WHAT THIS TASK INVOLVES ▸ Give as output the line that contains "pub mod dc;", followed by every remaining line of the entries, unchanged and with nothing added.

SUPPLIED MATERIAL ▸
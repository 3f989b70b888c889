//! Text normalization for candidate keys and fuzzy comparison
//!
//! Bibliographic metadata arrives in wildly inconsistent encodings and
//! punctuation conventions, so every comparison in the engine runs on the
//! normalized form produced here.

use regex::Regex;
use std::sync::OnceLock;
use unicode_normalization::char::is_combining_mark;
use unicode_normalization::UnicodeNormalization;

/// Maximum length of a derived title key, in characters
pub const TITLE_KEY_MAX_CHARS: usize = 200;

// Lazy-initialized regexes shared by all callers
static PUNCTUATION_REGEX: OnceLock<Regex> = OnceLock::new();
static WHITESPACE_REGEX: OnceLock<Regex> = OnceLock::new();

fn punctuation_regex() -> &'static Regex {
    PUNCTUATION_REGEX
        .get_or_init(|| Regex::new(r"[^\w\s]").expect("Failed to compile punctuation regex"))
}

fn whitespace_regex() -> &'static Regex {
    WHITESPACE_REGEX.get_or_init(|| Regex::new(r"\s+").expect("Failed to compile whitespace regex"))
}

/// Normalize a metadata string for comparison
///
/// Applies transformations in the following order:
/// 1. Unicode NFKD decomposition with combining marks stripped
/// 2. Lowercase conversion
/// 3. Punctuation replaced with spaces
/// 4. Whitespace runs collapsed, ends trimmed
pub fn normalize(text: &str) -> String {
    let decomposed: String = text.nfkd().filter(|c| !is_combining_mark(*c)).collect();

    let lowered = decomposed.to_lowercase();
    let no_punct = punctuation_regex().replace_all(&lowered, " ");
    whitespace_regex()
        .replace_all(&no_punct, " ")
        .trim()
        .to_string()
}

/// Derive the candidate-generation key for a title
///
/// The key is the normalized title with spaces removed, truncated to
/// [`TITLE_KEY_MAX_CHARS`]. Returns an empty string when the title
/// normalizes to nothing, in which case no key should be stored.
pub fn create_title_key(title: &str) -> String {
    let normalized = normalize(title);
    normalized
        .chars()
        .filter(|c| !c.is_whitespace())
        .take(TITLE_KEY_MAX_CHARS)
        .collect()
}

#[cfg(test)]
mod tests {
    use super::*;

    #[test]
    fn test_normalize_case_and_punctuation() {
        assert_eq!(normalize("Hello, WORLD!!!"), "hello world");
    }

    #[test]
    fn test_normalize_diacritics() {
        assert_eq!(normalize("Café Bühne"), "cafe buhne");
        assert_eq!(normalize("Dvořák"), "dvorak");
    }

    #[test]
    fn test_normalize_whitespace() {
        assert_eq!(normalize("  too   many\tspaces \n"), "too many spaces");
    }

    #[test]
    fn test_normalize_empty() {
        assert_eq!(normalize(""), "");
        assert_eq!(normalize("  ...  "), "");
    }

    #[test]
    fn test_title_key_strips_spaces() {
        assert_eq!(
            create_title_key("The Art of Computer Programming"),
            "theartofcomputerprogramming"
        );
    }

    #[test]
    fn test_title_key_empty_title() {
        assert_eq!(create_title_key("???"), "");
    }

    #[test]
    fn test_title_key_truncation() {
        let long_title = "word ".repeat(100);
        let key = create_title_key(&long_title);
        assert_eq!(key.chars().count(), TITLE_KEY_MAX_CHARS);
    }

    #[test]
    fn test_title_key_stable() {
        let a = create_title_key("Sibelius: Finlandia, Op. 26");
        let b = create_title_key("sibelius finlandia op 26");
        assert_eq!(a, b);
    }
}
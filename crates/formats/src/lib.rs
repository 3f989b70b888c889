//! Bibliographic record model and metadata views
//!
//! This crate provides the typed documents the dedup engine operates on,
//! the per-format metadata view implementations with their factory, and
//! a streaming reader for harvested record dumps.

pub mod dc;
pub mod error;
pub mod jsonl;
pub mod marc;
pub mod metadata;
pub mod record;

pub use error::{Error, Result};
pub use metadata::{MetadataView, RecordFactory};
pub use record::{now_millis, DedupGroup, KeyField, Record};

EXPECTED OUTPUT ▸
pub mod dc;
pub mod error;
pub mod jsonl;
pub mod marc;
pub mod metadata;
pub mod record;

pub use error::{Error, Result};
pub use metadata::{MetadataView, RecordFactory};
pub use record::{now_millis, DedupGroup, KeyField, Record};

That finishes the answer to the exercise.